UCL Division of Biosciences



UCL Genetics Institute
The single common denominator of all the research in UGI is the analysis of big genetic data to address important questions in biology and medicine. Apart from this constraint, UGI group leaders are free to work on any topic their curiosity or passion may lead them to. This results in a diverse, yet coherent, research portfolio including evolutionary and medical human genetics, plant and animal breeding as well as human and wildlife pathogen genetics. 

An important component of our work is the development of novel software for the analysis of big genetic data. We believe in scientific open access and make all our genetic data and methodological tools available to everyone without strings attached. As such, all software we develop is deposited in publicly available repositories.

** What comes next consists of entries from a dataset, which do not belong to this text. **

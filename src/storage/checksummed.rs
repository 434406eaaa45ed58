//! Checksummed record files.
//!
//! Every record is `[u32 CRC32][u64 declared-length][payload]`, little-endian.
//! LOG files hold many records; a STATE file holds exactly one (the full
//! snapshot payload). A scan stops at the first record that fails to verify:
//! truncation, a length mismatch, or a CRC mismatch all mean the remainder of
//! the file cannot be trusted.

use std::fs::{File, OpenOptions};
use std::io::{ErrorKind, Read, Write};
use std::path::{Path, PathBuf};

use log::{error, info};

use crate::core::{FabricError, Result};

pub const RECORD_HEADER_BYTES: u64 = 4 + 8;

fn crc32(payload: &[u8]) -> u32 {
    let mut hasher = crc32fast::Hasher::new();
    hasher.update(payload);
    hasher.finalize()
}

/// Append-only writer of checksummed records.
pub struct ChecksummedWriter {
    file: File,
    path: PathBuf,
    written: u64,
    dirty: bool,
}

impl ChecksummedWriter {
    pub fn open(path: impl AsRef<Path>) -> Result<Self> {
        let path = path.as_ref().to_path_buf();
        let file = OpenOptions::new().create(true).append(true).open(&path)?;
        let written = file.metadata()?.len();
        Ok(Self {
            file,
            path,
            written,
            dirty: false,
        })
    }

    pub fn path(&self) -> &Path {
        &self.path
    }

    /// Bytes in the file, including records appended through this writer.
    pub fn written(&self) -> u64 {
        self.written
    }

    pub fn is_dirty(&self) -> bool {
        self.dirty
    }

    pub fn append_record(&mut self, payload: &[u8]) -> Result<()> {
        let checksum = crc32(payload);
        let declared = payload.len() as u64;

        self.write_all(&checksum.to_le_bytes())?;
        self.write_all(&declared.to_le_bytes())?;
        self.write_all(payload)?;

        self.written += RECORD_HEADER_BYTES + declared;
        self.dirty = true;
        Ok(())
    }

    fn write_all(&mut self, bytes: &[u8]) -> Result<()> {
        self.file.write_all(bytes).map_err(|err| {
            if err.kind() == ErrorKind::StorageFull {
                error!("no space left writing {}", self.path.display());
                FabricError::DiskFull(self.path.display().to_string())
            } else {
                FabricError::Io(err)
            }
        })
    }

    pub fn flush(&mut self) -> Result<()> {
        self.file.flush()?;
        self.file.sync_data()?;
        self.dirty = false;
        Ok(())
    }
}

impl Drop for ChecksummedWriter {
    fn drop(&mut self) {
        if self.dirty {
            let _ = self.flush();
        }
    }
}

/// Result of scanning a record file.
pub struct RecordScan {
    /// Records that verified, in file order.
    pub records: Vec<Vec<u8>>,
    /// False if the scan stopped at a record that failed to verify.
    pub complete: bool,
}

/// Read every verifiable record of a file. An unreadable file is an error;
/// a corrupt tail is not — the scan just stops there.
pub fn read_records(path: impl AsRef<Path>) -> Result<RecordScan> {
    let path = path.as_ref();
    let mut data = Vec::new();
    File::open(path)?.read_to_end(&mut data)?;

    let mut records = Vec::new();
    let mut offset = 0usize;
    while offset < data.len() {
        let remaining = data.len() - offset;
        if (remaining as u64) < RECORD_HEADER_BYTES {
            info!("{}: trailing {} bytes are not a record", path.display(), remaining);
            return Ok(RecordScan {
                records,
                complete: false,
            });
        }

        let checksum = u32::from_le_bytes(data[offset..offset + 4].try_into().unwrap());
        let declared =
            u64::from_le_bytes(data[offset + 4..offset + 12].try_into().unwrap()) as usize;
        let payload_start = offset + RECORD_HEADER_BYTES as usize;

        if declared > data.len() - payload_start {
            info!(
                "{}: record declares {} bytes but only {} remain",
                path.display(),
                declared,
                data.len() - payload_start
            );
            return Ok(RecordScan {
                records,
                complete: false,
            });
        }

        let payload = &data[payload_start..payload_start + declared];
        if crc32(payload) != checksum {
            info!("{}: record failed its checksum", path.display());
            return Ok(RecordScan {
                records,
                complete: false,
            });
        }

        records.push(payload.to_vec());
        offset = payload_start + declared;
    }

    Ok(RecordScan {
        records,
        complete: true,
    })
}

/// A STATE file is valid iff it is exactly one record whose declared length
/// matches the trailing payload and whose CRC32 verifies. Unreadable files
/// are simply not valid; the caller treats them as "cannot be trusted".
pub fn validate_state_file(path: impl AsRef<Path>) -> bool {
    read_state_payload(path).is_some()
}

/// The payload of a valid STATE file, or `None` if the file is missing,
/// unreadable or corrupt.
pub fn read_state_payload(path: impl AsRef<Path>) -> Option<Vec<u8>> {
    let mut data = Vec::new();
    File::open(path.as_ref())
        .and_then(|mut f| f.read_to_end(&mut data))
        .ok()?;

    if (data.len() as u64) < RECORD_HEADER_BYTES {
        return None;
    }
    let checksum = u32::from_le_bytes(data[0..4].try_into().unwrap());
    let declared = u64::from_le_bytes(data[4..12].try_into().unwrap());
    let payload = &data[RECORD_HEADER_BYTES as usize..];
    if declared != payload.len() as u64 || crc32(payload) != checksum {
        return None;
    }
    Some(payload.to_vec())
}
fn handle_event(inner: &Arc<ManagerInner>, event: PartialEvent) -> bool {
    let Ok(mut state) = inner.state.lock() else {
        return false;
    };

    state.id_floor = state.id_floor.max(event.id.event_id);

    let keyspace = event.keyspace().clone();
    ensure_keyspace(inner, &mut state, &keyspace);
    if let Some(map) = state.keyspaces.get_mut(&keyspace) {
        apply_event(map, event.clone());
    }
    if let Some(storage) = state.storages.get_mut(&keyspace) {
        if let Err(err) = storage.write_log_entry(&LogEntry::Event(event.clone())) {
            warn!("failed to persist event: {}", err);
        }
    }

    // broadcast to every subscriber, the writer included; each view applies
    // the keyspace's policy so all caches converge
    for client in state.clients.values() {
        if client.subscriptions.iter().any(|r| r.contains(&event.key)) {
            let _ = client
                .channel
                .send(ManagerMessage::KeyUpdates(vec![event.clone()]));
        }
    }
    true
}

fn scan_keyspace_directories(root: &std::path::Path) -> Vec<Keyspace> {
    let Ok(entries) = std::fs::read_dir(root) else {
        return Vec::new();
    };
    entries
        .flatten()
        .filter_map(|entry| parse_keyspace_directory(&entry.file_name().to_string_lossy()))
        .collect()
}

fn parse_keyspace_directory(name: &str) -> Option<Keyspace> {
    let mut parts = name.splitn(3, "::");
    let policy = match parts.next()? {
        "value-wins" => ConflictPolicy::ValueWins,
        "highest-id-wins" => ConflictPolicy::HighestIdWins,
        _ => return None,
    };
    let dimension: u32 = parts.next()?.parse().ok()?;
    let keyspace_name = parts.next()?;
    if dimension == 0 {
        return None;
    }
    Some(Keyspace::new(policy, keyspace_name, dimension))
}
/// View / transaction / subscription tests against the in-process manager.
///
/// Run with: cargo test --test view_tests

use std::time::Duration;

use serde_json::json;
use statefabric::test_harness::InMemoryManager;
use statefabric::view::ViewEvent;
use statefabric::{
    ConflictPolicy, FabricConfig, FabricError, Key, KeyRange, Keyspace, View,
};

const CONNECT_TIMEOUT: Duration = Duration::from_secs(5);

fn harness_config() -> FabricConfig {
    FabricConfig::default().ping_interval(Duration::from_millis(50))
}

fn new_view(manager: &InMemoryManager) -> View {
    let view = manager.connect_view().unwrap();
    assert!(view.wait_connect(CONNECT_TIMEOUT).unwrap());
    view
}

fn value_wins_space(name: &str) -> Keyspace {
    Keyspace::new(ConflictPolicy::ValueWins, name, 1)
}

fn highest_id_space(name: &str) -> Keyspace {
    Keyspace::new(ConflictPolicy::HighestIdWins, name, 1)
}

fn key(space: &Keyspace, name: &str) -> Key {
    Key::new(space.clone(), vec![json!(name)])
}

fn subscribe_all(view: &View, space: &Keyspace) {
    view.subscribe(KeyRange::all(space.clone(), 0), true).unwrap();
}

fn write(view: &View, space: &Keyspace, name: &str, value: &str) {
    let mut txn = view.transaction().unwrap();
    txn.write(key(space, name), Some(json!(value))).unwrap();
    txn.end().unwrap();
}

fn read(view: &View, space: &Keyspace, name: &str) -> Option<serde_json::Value> {
    let txn = view.transaction().unwrap();
    let value = txn.get(&key(space, name)).unwrap();
    txn.abort().unwrap();
    value
}

#[test]
fn test_write_flush_read_round_trip() {
    let manager = InMemoryManager::new(&harness_config()).unwrap();
    let view = new_view(&manager);
    let space = value_wins_space("S");
    subscribe_all(&view, &space);

    write(&view, &space, "a", "v1");
    view.flush(true).unwrap();

    assert_eq!(read(&view, &space, "a"), Some(json!("v1")));
    manager.shutdown();
}

#[test]
fn test_reconnect_initial_load_contains_key_once() {
    // the scenario: write, flush, read; then tear the view down, reconnect,
    // resubscribe, and expect the initial load to carry the key exactly once
    let manager = InMemoryManager::new(&harness_config()).unwrap();
    let space = value_wins_space("S");

    let view = new_view(&manager);
    subscribe_all(&view, &space);
    write(&view, &space, "a", "v1");
    view.flush(true).unwrap();
    assert_eq!(read(&view, &space, "a"), Some(json!("v1")));
    view.teardown();

    let view2 = new_view(&manager);
    let listener = view2.listener();
    subscribe_all(&view2, &space);

    let mut initial_keys = Vec::new();
    let mut saw_subscription_end = false;
    let deadline = std::time::Instant::now() + Duration::from_secs(5);
    while !saw_subscription_end && std::time::Instant::now() < deadline {
        for event in listener.get(Duration::from_millis(100)).unwrap() {
            match event {
                ViewEvent::KeyUpdates(keys) => initial_keys.extend(keys),
                ViewEvent::SubscriptionEnd(_) => saw_subscription_end = true,
            }
        }
    }

    assert!(saw_subscription_end);
    assert_eq!(initial_keys, vec![key(&space, "a")]);
    assert_eq!(read(&view2, &space, "a"), Some(json!("v1")));
    manager.shutdown();
}

#[test]
fn test_subscription_completeness() {
    // M preexisting keys arrive before exactly one SubscriptionEnd, before
    // any later write's update
    let manager = InMemoryManager::new(&harness_config()).unwrap();
    let space = value_wins_space("loaded");
    let writer = new_view(&manager);
    subscribe_all(&writer, &space);

    let m = 17usize;
    for ix in 0..m {
        write(&writer, &space, &format!("key{}", ix), &format!("val{}", ix));
    }
    writer.flush(true).unwrap();

    let reader = new_view(&manager);
    let listener = reader.listener();
    reader
        .subscribe(KeyRange::all(space.clone(), 0), true)
        .unwrap();
    // a write after the load completes must come after SubscriptionEnd
    write(&writer, &space, "late", "late-value");
    writer.flush(true).unwrap();

    let mut entries_before_end = 0usize;
    let mut ends = 0usize;
    let mut late_seen_after_end = false;
    let deadline = std::time::Instant::now() + Duration::from_secs(5);
    while !late_seen_after_end && std::time::Instant::now() < deadline {
        for event in listener.get(Duration::from_millis(100)).unwrap() {
            match event {
                ViewEvent::KeyUpdates(keys) => {
                    if ends == 0 {
                        entries_before_end += keys.len();
                    } else if keys.contains(&key(&space, "late")) {
                        late_seen_after_end = true;
                    }
                }
                ViewEvent::SubscriptionEnd(range) => {
                    assert_eq!(range, KeyRange::all(space.clone(), 0));
                    ends += 1;
                }
            }
        }
    }

    assert_eq!(entries_before_end, m);
    assert_eq!(ends, 1);
    assert!(late_seen_after_end);
    manager.shutdown();
}

#[test]
fn test_reads_and_writes_require_subscription() {
    let manager = InMemoryManager::new(&harness_config()).unwrap();
    let view = new_view(&manager);
    let space = highest_id_space("unsubscribed");

    let mut txn = view.transaction().unwrap();
    let read_err = txn.get(&key(&space, "k")).unwrap_err();
    assert!(matches!(read_err, FabricError::NotSubscribed(_)));
    let write_err = txn
        .write(key(&space, "k"), Some(json!("v")))
        .unwrap_err();
    assert!(matches!(write_err, FabricError::NotSubscribed(_)));
    txn.abort().unwrap();
    manager.shutdown();
}

#[test]
fn test_single_open_transaction_per_view() {
    let manager = InMemoryManager::new(&harness_config()).unwrap();
    let view = new_view(&manager);

    let txn = view.transaction().unwrap();
    assert!(view.is_frozen());
    assert!(matches!(
        view.transaction().err(),
        Some(FabricError::TransactionOpen)
    ));
    txn.abort().unwrap();
    assert!(!view.is_frozen());
    assert!(view.transaction().is_ok());
    manager.shutdown();
}

#[test]
fn test_flush_with_must_succeed_fails_inside_transaction() {
    let manager = InMemoryManager::new(&harness_config()).unwrap();
    let view = new_view(&manager);
    let space = value_wins_space("flushspace");
    subscribe_all(&view, &space);

    let txn = view.transaction().unwrap();
    assert!(matches!(
        view.flush(true).unwrap_err(),
        FabricError::TransactionOpen
    ));
    txn.abort().unwrap();

    view.flush(true).unwrap();
    manager.shutdown();
}

#[test]
fn test_concurrent_writers_converge_on_highest_id_keyspace() {
    let manager = InMemoryManager::new(&harness_config()).unwrap();
    let space = highest_id_space("converge");

    let v1 = new_view(&manager);
    let v2 = new_view(&manager);
    subscribe_all(&v1, &space);
    subscribe_all(&v2, &space);

    write(&v1, &space, "contested", "from-v1");
    write(&v2, &space, "contested", "from-v2");

    v1.flush(true).unwrap();
    v2.flush(true).unwrap();

    // after both flushes every broadcast is on the wire; once each side has
    // drained its stream the two caches must agree on one winner. Both wrote
    // event id 1, so the tie breaks toward the higher client id: v2.
    let winner = Some(json!("from-v2"));
    let deadline = std::time::Instant::now() + Duration::from_secs(5);
    let (mut from_v1, mut from_v2) = (None, None);
    while std::time::Instant::now() < deadline {
        from_v1 = read(&v1, &space, "contested");
        from_v2 = read(&v2, &space, "contested");
        if from_v1 == winner && from_v2 == winner {
            break;
        }
        std::thread::sleep(Duration::from_millis(10));
    }
    assert_eq!(from_v1, winner);
    assert_eq!(from_v2, winner);
    manager.shutdown();
}

#[test]
fn test_stale_event_id_loses_regardless_of_arrival_order() {
    let manager = InMemoryManager::new(&harness_config()).unwrap();
    let space = highest_id_space("replay");

    let v1 = new_view(&manager);
    subscribe_all(&v1, &space);
    // two writes from the same client: ids strictly increase
    write(&v1, &space, "k", "first");
    write(&v1, &space, "k", "second");
    v1.flush(true).unwrap();
    assert_eq!(read(&v1, &space, "k"), Some(json!("second")));

    // a late subscriber sees only the winning value
    let v2 = new_view(&manager);
    subscribe_all(&v2, &space);
    assert_eq!(read(&v2, &space, "k"), Some(json!("second")));
    manager.shutdown();
}

#[test]
fn test_tombstone_write_deletes() {
    let manager = InMemoryManager::new(&harness_config()).unwrap();
    let space = value_wins_space("deletions");
    let view = new_view(&manager);
    subscribe_all(&view, &space);

    write(&view, &space, "doomed", "present");
    view.flush(true).unwrap();
    assert_eq!(read(&view, &space, "doomed"), Some(json!("present")));

    let mut txn = view.transaction().unwrap();
    txn.write(key(&space, "doomed"), None).unwrap();
    txn.end().unwrap();
    view.flush(true).unwrap();

    assert_eq!(read(&view, &space, "doomed"), None);
    manager.shutdown();
}

#[test]
fn test_writes_invisible_until_round_trip() {
    let manager = InMemoryManager::new(&harness_config()).unwrap();
    let space = value_wins_space("visibility");
    let view = new_view(&manager);
    subscribe_all(&view, &space);

    {
        let mut txn = view.transaction().unwrap();
        txn.write(key(&space, "pending"), Some(json!("x"))).unwrap();
        // readable inside the same transaction
        assert_eq!(txn.get(&key(&space, "pending")).unwrap(), Some(json!("x")));
        txn.end().unwrap();
    }

    // after flush the rebroadcast must have landed
    view.flush(true).unwrap();
    assert_eq!(read(&view, &space, "pending"), Some(json!("x")));
    manager.shutdown();
}

#[test]
fn test_next_key_iterates_in_key_order() {
    let manager = InMemoryManager::new(&harness_config()).unwrap();
    let space = value_wins_space("ordered");
    let view = new_view(&manager);
    subscribe_all(&view, &space);

    for name in ["b", "a", "c"] {
        write(&view, &space, name, "v");
    }
    view.flush(true).unwrap();

    let txn = view.transaction().unwrap();
    let mut names = Vec::new();
    let mut cursor = key(&space, "");
    while let Some(next) = txn.next_key(&cursor).unwrap() {
        names.push(next.id()[0].as_str().unwrap().to_string());
        cursor = next;
    }
    txn.abort().unwrap();

    assert_eq!(names, vec!["a", "b", "c"]);
    manager.shutdown();
}

#[test]
fn test_minimum_id_probe_round_trip() {
    let manager = InMemoryManager::new(&harness_config()).unwrap();
    let space = highest_id_space("pinged");
    let view = new_view(&manager);
    subscribe_all(&view, &space);

    write(&view, &space, "k", "v");
    view.flush(true).unwrap();

    manager.send_ping().unwrap();
    // the client has used event id 1, so once it answers a post-write probe
    // the recorded minimum can only be above it
    let deadline = std::time::Instant::now() + Duration::from_secs(5);
    while !manager.minimum_ids().values().any(|&min| min >= 2)
        && std::time::Instant::now() < deadline
    {
        std::thread::sleep(Duration::from_millis(10));
    }

    let minimums = manager.minimum_ids();
    assert_eq!(minimums.len(), 1);
    assert!(minimums.values().all(|&min| min >= 2));
    manager.shutdown();
}

#[test]
fn test_bearer_token_authorization() {
    let manager = InMemoryManager::with_token(&harness_config(), "secret-token").unwrap();

    let good = View::connect_with_token(
        std::sync::Arc::new(manager.connect_channel().unwrap()),
        "secret-token",
    );
    assert!(good.wait_connect(CONNECT_TIMEOUT).unwrap());
    let space = value_wins_space("authed");
    good.subscribe(KeyRange::all(space.clone(), 0), true).unwrap();

    let bad = View::connect_with_token(
        std::sync::Arc::new(manager.connect_channel().unwrap()),
        "wrong-token",
    );
    // the manager drops the connection; a blocking subscribe cannot succeed
    assert!(bad.subscribe(KeyRange::all(space, 0), true).is_err());

    good.teardown();
    bad.teardown();
    manager.shutdown();
}

#[test]
fn test_teardown_disconnects_listener() {
    let manager = InMemoryManager::new(&harness_config()).unwrap();
    let view = new_view(&manager);
    let listener = view.listener();

    view.teardown();
    assert!(matches!(
        listener.get(Duration::from_secs(1)),
        Err(FabricError::Disconnected(_))
    ));
    manager.shutdown();
}
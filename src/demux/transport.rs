//! The physical transport under the demultiplexer, and the framing used by
//! the socket layer: every message is a 4-byte little-endian length prefix
//! followed by exactly that many payload bytes.

use std::io::{Read, Write};

use crate::channel::DuplexChannel;
use crate::core::Result;

/// A framed, bidirectional byte transport. One transport carries every
/// logical channel of a demultiplexer.
pub trait Transport: Send + Sync {
    fn send_frame(&self, frame: &[u8]) -> Result<()>;

    /// Block until the next frame arrives. Fails with `Disconnected` once the
    /// peer is gone.
    fn recv_frame(&self) -> Result<Vec<u8>>;

    /// Tear the transport down, waking any blocked `recv_frame`.
    fn close(&self);
}

/// In-process transport endpoint: a pair of these stands in for a socket.
pub type InMemoryTransport = DuplexChannel<Vec<u8>, Vec<u8>>;

impl Transport for InMemoryTransport {
    fn send_frame(&self, frame: &[u8]) -> Result<()> {
        self.send(frame.to_vec())
    }

    fn recv_frame(&self) -> Result<Vec<u8>> {
        self.recv()
    }

    fn close(&self) {
        self.disconnect();
    }
}

/// Write one length-prefixed frame.
pub fn write_frame<W: Write>(writer: &mut W, payload: &[u8]) -> std::io::Result<()> {
    let len = payload.len() as u32;
    writer.write_all(&len.to_le_bytes())?;
    writer.write_all(payload)?;
    Ok(())
}

/// Read one length-prefixed frame.
pub fn read_frame<R: Read>(reader: &mut R) -> std::io::Result<Vec<u8>> {
    let mut len_bytes = [0u8; 4];
    reader.read_exact(&mut len_bytes)?;
    let len = u32::from_le_bytes(len_bytes) as usize;
    let mut payload = vec![0u8; len];
    reader.read_exact(&mut payload)?;
    Ok(payload)
}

See some of the most widely used software packages members of the UGI have contributed to.

Nicholas Luscombe lab: Computational Biology and Bioinformatics / Genomics and Gene Regulation

Current Group Members

Nicholas Luscombe (group leader)Arsham Gharamani
Charlotte CapitanchikRaphaelle Luisier
Sara RohbanFederico Agostini
Mahmoud-Reza “Sina” RafieeAylin Cakiroglu
Sebastian SteinhauserAndrew Steele
Cai LiAnna Poetsch
Anob “Nobby” Chakrabarti 

We are a computational biology laboratory with a particular interest in the genome-scale analysis of gene regulation and evolution.
Our goal is to use genomic data to understand: 

  • How is gene expression regulated?
  • How do these mechanisms control interesting biological behaviours?
  • How does gene regulation affect evolution?

We use a genomic approach as it allows us to identify common principles that apply to most biological systems. Unique or unusual cases - which always occur in biology - could then be understood within this broader context.
Most of our work depends on publicly available data, but we also collaborate closely with a few experimental laboratories.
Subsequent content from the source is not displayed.